We previously showed that intrathecal administration of
acromelic acid A (ACRO-A) provoked
tactile allodynia in mice. As well, recent studies have demonstrated that the activation of
NMDA glutamate receptor-
neuronal nitric oxide synthase (nNOS) pathway and glia play crucial roles in the development and maintenance of
neuropathic pain. In order to clarify their involvement in ACRO-A-induced
allodynia, we investigated the effects of various agents on two mouse models at early and late-phase
allodynia. The agents employed were Ca(2+) channel α2δ
ligands,
NMDA and
AMPA receptor antagonists, nNOS, and Ca(2+)/
calmodulin kinase II inhibitors.
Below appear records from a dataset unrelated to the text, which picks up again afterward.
// End-to-end lifecycle tests: real cron clock, real processes.
// Timings are deliberately generous — cron resolution is one second.

use std::sync::atomic::{AtomicUsize, Ordering};
use std::sync::Arc;
use std::time::Duration;

use overseer_runner::{ProcessRunner, TokioProcessRunner};
use overseer_scheduler::{CronClock, Mission, Scheduler, ShellMission};

fn init_tracing() {
    let _ = tracing_subscriber::fmt()
        .with_env_filter("overseer_scheduler=debug,overseer_runner=debug")
        .try_init();
}

async fn wait_until(what: &str, mut cond: impl FnMut() -> bool) {
    for _ in 0..400 {
        if cond() {
            return;
        }
        tokio::time::sleep(Duration::from_millis(10)).await;
    }
    panic!("timed out waiting for {what}");
}

#[tokio::test]
async fn non_overlapping_sleep_mission_tracks_at_most_one_pid() {
    init_tracing();
    let runner: Arc<dyn ProcessRunner> = Arc::new(TokioProcessRunner::new());
    let scheduler = Scheduler::new(Arc::new(CronClock::new()), Arc::clone(&runner));

    let finishes = Arc::new(AtomicUsize::new(0));
    let mission = Arc::new(
        ShellMission::new("a", "* * * * * *", "sleep", runner)
            .args(["1"])
            .on_finish({
                let finishes = Arc::clone(&finishes);
                move || {
                    finishes.fetch_add(1, Ordering::SeqCst);
                    Ok(())
                }
            }),
    );
    scheduler
        .add_mission(Arc::clone(&mission) as Arc<dyn Mission>)
        .unwrap();
    scheduler.start();

    // Sample the PID set for ~3.5 firing periods.
    let mut max_seen = 0usize;
    for _ in 0..70 {
        max_seen = max_seen.max(mission.pids().len());
        tokio::time::sleep(Duration::from_millis(50)).await;
    }
    scheduler.stop().await;

    assert!(max_seen <= 1, "overlap policy violated: saw {max_seen} PIDs");
    let done = finishes.load(Ordering::SeqCst);
    assert!((2..=5).contains(&done), "expected 2-5 completed runs, saw {done}");
    assert!(mission.pids().is_empty());
    assert!(!scheduler.is_running());
}

#[tokio::test]
async fn failing_command_routes_to_error_hook_not_finish() {
    init_tracing();
    let runner: Arc<dyn ProcessRunner> = Arc::new(TokioProcessRunner::new());
    let scheduler = Scheduler::new(Arc::new(CronClock::new()), Arc::clone(&runner));

    let errors = Arc::new(AtomicUsize::new(0));
    let finishes = Arc::new(AtomicUsize::new(0));
    let mission = Arc::new(
        ShellMission::new("b", "* * * * * *", "sh", runner)
            .args(["-c", "exit 3"])
            .on_error({
                let errors = Arc::clone(&errors);
                move |failure| {
                    assert!(
                        failure.to_string().contains("exit code 3"),
                        "unexpected failure: {failure}"
                    );
                    errors.fetch_add(1, Ordering::SeqCst);
                    Ok(())
                }
            })
            .on_finish({
                let finishes = Arc::clone(&finishes);
                move || {
                    finishes.fetch_add(1, Ordering::SeqCst);
                    Ok(())
                }
            }),
    );
    scheduler.add_mission(mission).unwrap();
    scheduler.start();

    wait_until("error hook", || errors.load(Ordering::SeqCst) >= 1).await;
    scheduler.stop().await;

    assert_eq!(finishes.load(Ordering::SeqCst), 0);
}

#[tokio::test]
async fn destroy_force_kills_a_permanent_mission() {
    init_tracing();
    let runner: Arc<dyn ProcessRunner> = Arc::new(TokioProcessRunner::new());
    let scheduler = Scheduler::new(Arc::new(CronClock::new()), Arc::clone(&runner))
        .with_grace_period(Duration::from_millis(200));

    let mission = Arc::new(
        ShellMission::new("daemon", "* * * * * *", "sleep", runner)
            .args(["600"])
            .permanent(true),
    );
    scheduler
        .add_mission(Arc::clone(&mission) as Arc<dyn Mission>)
        .unwrap();
    scheduler.start();

    wait_until("daemon spawn", || mission.is_running()).await;
    scheduler.destroy().await;

    assert!(mission.pids().is_empty());
    assert!(!scheduler.is_running());

    // Destroying again is a no-op.
    scheduler.destroy().await;
}

#[tokio::test]
async fn disable_spares_the_running_instance() {
    init_tracing();
    let runner: Arc<dyn ProcessRunner> = Arc::new(TokioProcessRunner::new());
    let scheduler = Scheduler::new(Arc::new(CronClock::new()), Arc::clone(&runner));

    let finishes = Arc::new(AtomicUsize::new(0));
    let mission = Arc::new(
        ShellMission::new("c", "* * * * * *", "sleep", runner)
            .args(["2"])
            .on_finish({
                let finishes = Arc::clone(&finishes);
                move || {
                    finishes.fetch_add(1, Ordering::SeqCst);
                    Ok(())
                }
            }),
    );
    scheduler
        .add_mission(Arc::clone(&mission) as Arc<dyn Mission>)
        .unwrap();
    scheduler.start();

    wait_until("first spawn", || mission.is_running()).await;
    let pid = mission.pids()[0];
    mission.disable();

    // The in-flight instance keeps its PID until it exits on its own.
    tokio::time::sleep(Duration::from_millis(1200)).await;
    assert_eq!(mission.pids(), vec![pid]);

    wait_until("natural exit", || mission.pids().is_empty()).await;
    // No further spawns once disabled.
    tokio::time::sleep(Duration::from_millis(1500)).await;
    assert!(mission.pids().is_empty());
    assert_eq!(finishes.load(Ordering::SeqCst), 1);

    scheduler.stop().await;
}

#[tokio::test]
async fn remove_mission_unregisters_and_stops_it() {
    init_tracing();
    let runner: Arc<dyn ProcessRunner> = Arc::new(TokioProcessRunner::new());
    let scheduler = Scheduler::new(Arc::new(CronClock::new()), Arc::clone(&runner));

    let mission = Arc::new(
        ShellMission::new("tmp", "* * * * * *", "sleep", runner).args(["600"]),
    );
    scheduler
        .add_mission(Arc::clone(&mission) as Arc<dyn Mission>)
        .unwrap();
    scheduler.start();

    wait_until("spawn", || mission.is_running()).await;
    scheduler.remove_mission("tmp").await.unwrap();
    wait_until("drain", || mission.pids().is_empty()).await;
    assert!(scheduler.mission_names().is_empty());

    // Removing a name that was never registered is fine.
    scheduler.remove_mission("ghost").await.unwrap();

    scheduler.stop().await;
    assert!(!scheduler.is_running());
}
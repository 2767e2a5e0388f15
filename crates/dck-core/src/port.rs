use async_trait::async_trait;
use futures::stream::BoxStream;

use crate::{
    domain::{Dialog, DialogId, User, UserId},
    Result,
};

/// Lazy dialog listing in platform order (typically most recently active
/// first).
pub type DialogStream<'a> = BoxStream<'a, Result<Dialog>>;

/// Hexagonal port for the Telegram client.
///
/// The grammers adapter is the live implementation; tests drive the resolver
/// and reconciler against an in-memory fake. Every method is a suspension
/// point and may fail with an opaque [`crate::Error::Telegram`] (or
/// [`crate::Error::FloodWait`] when the server throttles us).
#[async_trait]
pub trait TelegramPort: Send + Sync {
    /// Profile of the authenticated account.
    async fn get_self(&self) -> Result<User>;

    /// All conversations visible to the account, fetched page by page.
    fn dialogs(&self) -> DialogStream<'_>;

    /// Identity lookup by username (no `@` prefix). An unknown username is a
    /// failure, not an absence: the loop has nothing sensible to do without
    /// the target's identity.
    async fn resolve_user(&self, username: &str) -> Result<User>;

    /// Full participant list of a dialog.
    async fn participants(&self, dialog: DialogId) -> Result<Vec<User>>;

    /// Add a user to a dialog. `fwd_limit` bounds how many prior messages
    /// the new member can see (basic groups only; channels have no such
    /// concept).
    async fn add_participant(&self, dialog: DialogId, user: UserId, fwd_limit: i32) -> Result<()>;
}
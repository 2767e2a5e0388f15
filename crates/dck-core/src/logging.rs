use tracing_subscriber::{fmt, EnvFilter};

use crate::Result;

/// Initialize logging/tracing.
///
/// Default: info for our crates, warn for everything else. Can be overridden
/// with `RUST_LOG`.
pub fn init(service_name: &str) -> Result<()> {
    let filter = EnvFilter::try_from_default_env()
        .unwrap_or_else(|_| EnvFilter::new(format!("info,dck_core=info,{service_name}=info")));

    fmt()
        .with_env_filter(filter)
        .with_target(false)
        .with_ansi(true)
        .init();

    Ok(())
}
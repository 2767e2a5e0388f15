use futures::TryStreamExt;

use crate::{domain::Dialog, port::TelegramPort, Result};

/// Find a dialog by its display name.
///
/// Exact string equality only; the first match in platform order wins when
/// several dialogs share a name (documented ambiguity, kept as-is). Absence
/// is a valid state, not an error; listing failures propagate unmodified.
pub async fn dialog_by_name(port: &dyn TelegramPort, name: &str) -> Result<Option<Dialog>> {
    let mut dialogs = port.dialogs();
    while let Some(dialog) = dialogs.try_next().await? {
        if dialog.name == name {
            return Ok(Some(dialog));
        }
    }
    Ok(None)
}
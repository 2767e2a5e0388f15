use std::sync::Arc;

use dck_core::{config::Config, port::TelegramPort, reconciler};

use dck_telegram::GrammersTelegram;

#[tokio::main]
async fn main() -> Result<(), dck_core::Error> {
    dck_core::logging::init("dck")?;

    let cfg = Config::load()?;

    let client = dck_telegram::connect(&cfg).await?;
    let port: Arc<dyn TelegramPort> = Arc::new(GrammersTelegram::new(client));

    reconciler::announce(port.as_ref(), &cfg.target_chat).await?;

    reconciler::Reconciler::new(port, cfg.target_chat.clone(), cfg.target_user.clone())
        .run()
        .await
}
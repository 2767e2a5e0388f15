//! Pacing between Telegram API calls.
//!
//! Telegram throttles accounts that poll on a fixed beat; unspecified delays
//! are therefore drawn from a jitter window instead of a constant.

use std::time::Duration;

use rand::Rng;
use tokio::time::sleep;

/// Jitter window bounds, in milliseconds. Draws are from `[MIN, MAX)`.
pub const JITTER_MIN_MS: u64 = 1_000;
pub const JITTER_MAX_MS: u64 = 3_000;

/// How long to suspend before the next API call.
///
/// `Exact(Duration::ZERO)` is a valid zero-length wait, not a "use default"
/// sentinel; callers with no preference say so with `Jitter`.
#[derive(Clone, Copy, Debug, PartialEq, Eq)]
pub enum Delay {
    /// Uniformly random duration from the jitter window. The reconcile loop
    /// paces itself with `Exact`; this variant is for call sites with no
    /// preference, like the announce-phase message send, which is currently
    /// stubbed out.
    Jitter,
    /// Exactly this duration.
    Exact(Duration),
}

/// Resolve a [`Delay`] to a concrete duration. Split out of [`wait`] so the
/// choice can be tested without sleeping.
pub fn pick_delay(delay: Delay) -> Duration {
    match delay {
        Delay::Exact(d) => d,
        Delay::Jitter => {
            Duration::from_millis(rand::rng().random_range(JITTER_MIN_MS..JITTER_MAX_MS))
        }
    }
}

/// Suspend the calling task for the chosen interval. Cannot fail.
pub async fn wait(delay: Delay) {
    sleep(pick_delay(delay)).await;
}
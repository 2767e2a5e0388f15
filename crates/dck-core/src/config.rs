use std::{
    env, fs,
    path::{Path, PathBuf},
};

use crate::{errors::Error, Result};

/// Placeholder credentials matching what the script shipped with. Running
/// against them fails the MTProto handshake; that latent misconfiguration
/// risk is documented behavior, not guarded against here.
const DEFAULT_API_ID: i32 = 12345;
const DEFAULT_API_HASH: &str = "0123456789abcdef0123456789abcdef";

const DEFAULT_SESSION_FILE: &str = "dck.session";
const DEFAULT_TARGET_CHAT: &str = "Dev chat";
const DEFAULT_TARGET_USER: &str = "tomas_hv";

/// Typed configuration, sourced from the environment (plus `.env`).
#[derive(Clone, Debug)]
pub struct Config {
    /// Application identifier for the platform's auth handshake.
    pub api_id: i32,
    /// Application secret for the platform's auth handshake.
    pub api_hash: String,
    /// Local session artifact; opaque to us, owned by the client library.
    pub session_file: PathBuf,
    /// Display name of the group chat to watch.
    pub target_chat: String,
    /// Handle of the user to keep in the chat, without the `@` prefix.
    pub target_user: String,
}

impl Config {
    pub fn load() -> Result<Self> {
        load_dotenv_if_present(Path::new(".env"));

        let api_id = match env_str("API_ID").and_then(non_empty) {
            Some(raw) => raw.trim().parse::<i32>().map_err(|_| {
                Error::Config(format!("API_ID must be an integer, got {raw:?}"))
            })?,
            None => DEFAULT_API_ID,
        };
        let api_hash = env_str("API_HASH")
            .and_then(non_empty)
            .unwrap_or_else(|| DEFAULT_API_HASH.to_string());

        let session_file = env::var_os("SESSION_FILE")
            .map(PathBuf::from)
            .unwrap_or_else(|| PathBuf::from(DEFAULT_SESSION_FILE));

        let target_chat = env_str("TARGET_CHAT")
            .and_then(non_empty)
            .unwrap_or_else(|| DEFAULT_TARGET_CHAT.to_string());
        let target_user = env_str("TARGET_USER")
            .and_then(non_empty)
            .map(|u| normalize_handle(&u))
            .unwrap_or_else(|| DEFAULT_TARGET_USER.to_string());

        Ok(Self {
            api_id,
            api_hash,
            session_file,
            target_chat,
            target_user,
        })
    }
}

/// Usernames are stored and compared without the `@` prefix.
pub fn normalize_handle(handle: &str) -> String {
    handle.trim().trim_start_matches('@').to_string()
}

fn load_dotenv_if_present(path: &Path) {
    let Ok(contents) = fs::read_to_string(path) else {
        return;
    };

    for raw in contents.lines() {
        let line = raw.trim();
        if line.is_empty() || line.starts_with('#') {
            continue;
        }

        let Some((k, v)) = line.split_once('=') else {
            continue;
        };

        let key = k.trim();
        if key.is_empty() {
            continue;
        }
        if env::var_os(key).is_some() {
            continue; // do not override existing env
        }

        let mut val = v.trim().to_string();
        // Strip optional surrounding quotes.
        if val.len() >= 2
            && ((val.starts_with('"') && val.ends_with('"'))
                || (val.starts_with('\'') && val.ends_with('\'')))
        {
            val = val[1..val.len() - 1].to_string();
        }

        env::set_var(key, val);
    }
}

fn env_str(key: &str) -> Option<String> {
    env::var(key).ok()
}

fn non_empty(s: String) -> Option<String> {
    if s.trim().is_empty() {
        None
    } else {
        Some(s)
    }
}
When injected simultaneously with ACRO-A, all of these agents blocked
allodynia in the early-phase group; however, they did not block
allodynia when injected 7 days after the administration of ACRO-A in the late-phase group. In order to block glial activation, astrocytic inhibitor L-α-aminoadipate (LAA) or microglial inhibitor
minocycline was administrated, and
allodynia was examined on day 7. Activations of nNOS and glia in the spinal cord were histochemically examined at 1 h or 1 week after injection of ACRO-A. We found that nNOS activity increased 1 h after ACRO-A injection; however, it did not increase 1 week after ACRO-A injection. Conversely, microglial activation was observed 1 week after ACRO-A injection and was significantly inhibited with
minocycline treatment. Moreover, only LAA was found to inhibit late-phase
allodynia. In this study, we demonstrate that
NMDA receptor activation is involved only in ACRO-A-induced
tactile allodynia in the early phase, and that spinal astrocytic activation contributes to
allodynia in the late phase.